The second World War has for decades has given us stories about brave men who overcame stacked odds to prevail. While it may seem like we have heard them all, with the amount of people involved assures us that we have many more stories to tell. Of everyone involved, its the men who lead our people at their darkest hours that have had the most stories written about them. One such man was Winston Churchill, who was thrust into power with England’s back against the wall and with a changing tiger in the German army bearing down on them.
Churchill ( Gary Oldman) was made Prime Minster after the previous one had failed to do what was needed. Being the only man the other party would accept, Churchill was placed in power because he was at the time the only choice. While most in the government wanted to reach an agreement with Germany, Churchill didn’t think you could reason with a tiger with your head in its jaw. With things looking as bleak as ever, and with the whole of the British army stranded in Dunkirk, Churchill must make the right decision for his country.
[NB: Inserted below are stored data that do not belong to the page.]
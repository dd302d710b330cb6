use anyhow::{Context, Result};
use serde::{Deserialize, Serialize};
use std::path::{Path, PathBuf};

use crate::tracker::SchemeId;

/// File name looked up in the working directory when no `--config` is given.
pub const DEFAULT_CONFIG_FILE: &str = "wikimig.toml";

#[derive(Debug, Clone, Serialize, Deserialize)]
pub struct MigrationConfig {
    pub base_url: String,
    #[serde(flatten)]
    pub auth: AuthConfig,
    pub projects: Vec<String>,
    #[serde(default)]
    pub customfields: Vec<String>,
    #[serde(default)]
    pub additional_jql: Option<String>,
    pub disabled_notification_scheme: SchemeId,
    #[serde(default = "default_workers")]
    pub workers: usize,
    #[serde(default = "default_page_size")]
    pub page_size: usize,
    #[serde(default = "default_search_function")]
    pub search_function: String,
    #[serde(default = "default_request_timeout_secs")]
    pub request_timeout_secs: u64,
    #[serde(default)]
    pub converter: ConverterConfig,
}

/// Credential material. Exactly one source is used, in the order
/// `firefox_cookies`, `cookie`, `username`/`password`.
#[derive(Debug, Clone, Default, Serialize, Deserialize)]
pub struct AuthConfig {
    #[serde(default)]
    pub username: Option<String>,
    #[serde(default)]
    pub password: Option<String>,
    #[serde(default)]
    pub cookie: Option<String>,
    #[serde(default)]
    pub firefox_cookies: Option<PathBuf>,
}

#[derive(Debug, Clone, Serialize, Deserialize)]
pub struct ConverterConfig {
    #[serde(default = "default_converter_program")]
    pub program: String,
    #[serde(default = "default_source_format")]
    pub from: String,
    #[serde(default = "default_target_format")]
    pub to: String,
    #[serde(default)]
    pub args: Vec<String>,
}

impl Default for ConverterConfig {
    fn default() -> Self {
        Self {
            program: default_converter_program(),
            from: default_source_format(),
            to: default_target_format(),
            args: Vec::new(),
        }
    }
}

impl MigrationConfig {
    /// Check the invariants the pipeline relies on.
    ///
    /// # Errors
    ///
    /// Returns an error naming the first invalid setting.
    pub fn validate(&self) -> Result<()> {
        let base = url::Url::parse(&self.base_url)
            .with_context(|| format!("invalid base_url '{}'", self.base_url))?;
        if !matches!(base.scheme(), "http" | "https") {
            anyhow::bail!("base_url must use http or https, got '{}'", base.scheme());
        }
        if self.projects.is_empty() {
            anyhow::bail!("at least one project key must be configured");
        }
        if let Some(blank) = self.projects.iter().find(|key| key.trim().is_empty()) {
            anyhow::bail!("project keys must not be blank (got '{blank}')");
        }
        if self.workers == 0 {
            anyhow::bail!("workers must be at least 1");
        }
        if self.page_size == 0 {
            anyhow::bail!("page_size must be at least 1");
        }
        if self.search_function.trim().is_empty() {
            anyhow::bail!("search_function must not be blank");
        }
        Ok(())
    }

    /// Base URL without a trailing slash.
    #[must_use]
    pub fn base_url(&self) -> &str {
        self.base_url.trim_end_matches('/')
    }
}

/// Pick the config file: the explicit path, then `./wikimig.toml`, then the
/// per-user config directory.
#[must_use]
pub fn resolve_config_path(explicit: Option<&Path>, working_dir: &Path) -> PathBuf {
    if let Some(path) = explicit {
        return path.to_path_buf();
    }

    let local = working_dir.join(DEFAULT_CONFIG_FILE);
    if local.exists() {
        return local;
    }

    dirs::config_dir()
        .map(|dir| dir.join("wikimig/config.toml"))
        .filter(|path| path.exists())
        .unwrap_or(local)
}

/// Load and validate a config file. Files ending in `.json` are parsed as
/// JSON, everything else as TOML.
///
/// # Errors
///
/// Returns an error if the file cannot be read, parsed, or fails validation.
pub fn load_config(path: &Path) -> Result<MigrationConfig> {
    let content = std::fs::read_to_string(path)
        .with_context(|| format!("failed to read {}", path.display()))?;

    let is_json = path
        .extension()
        .is_some_and(|ext| ext.eq_ignore_ascii_case("json"));

    let config = if is_json {
        serde_json::from_str::<MigrationConfig>(&content)
            .with_context(|| format!("failed to parse {}", path.display()))?
    } else {
        toml::from_str::<MigrationConfig>(&content)
            .with_context(|| format!("failed to parse {}", path.display()))?
    };

    config
        .validate()
        .with_context(|| format!("invalid configuration in {}", path.display()))?;
    Ok(config)
}

const fn default_workers() -> usize {
    40
}

const fn default_page_size() -> usize {
    100
}

const fn default_request_timeout_secs() -> u64 {
    60
}

fn default_search_function() -> String {
    "htmlIssues".to_string()
}

fn default_converter_program() -> String {
    "pandoc".to_string()
}

fn default_source_format() -> String {
    "html".to_string()
}

fn default_target_format() -> String {
    "jira".to_string()
}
That though can be easier said than done, especially when you don’t have the support of your own party or your King. While their might have been little support coming from those in power, Churchill did have the support of the people, whose resilience define them. It was that support that reinforced Churchill’s own resilience and allowed him to make the decision that saved the British Empire and later the whole of Europe.
It is films like “Darkest Hour” that great actors long for as they can be magnets for the golden award that they seek. Oldman, who has been great in so many things, shines as Churchill and you can even argue may have never been better. The story doesn’t look at the whole of Churchill’s life, but instead focuses on when he came into power and the month that followed that would set the tone for Britain during World War II. Written by Anthony McCarten who tackled the life of Stephen Hawking previously, makes the right decision in narrowing the focus of Churchill’s story. While the man did a many great things, none define who he was than the first month he was in office. Watching Oldman deliver heart racing speeches which make you long for civil and great men in power. It is performances like Oldman’s that can make or break a film, and in the case of “Darkest Hour”, Oldman takes the film to heights it would not reach without him. I enjoyed this film, not only because it is well made, but because of how it made me feel. Plus if you are interested in seeing an actor at the top of his game turning out a spectacular performance, then “Darkest Hour” is the film to see.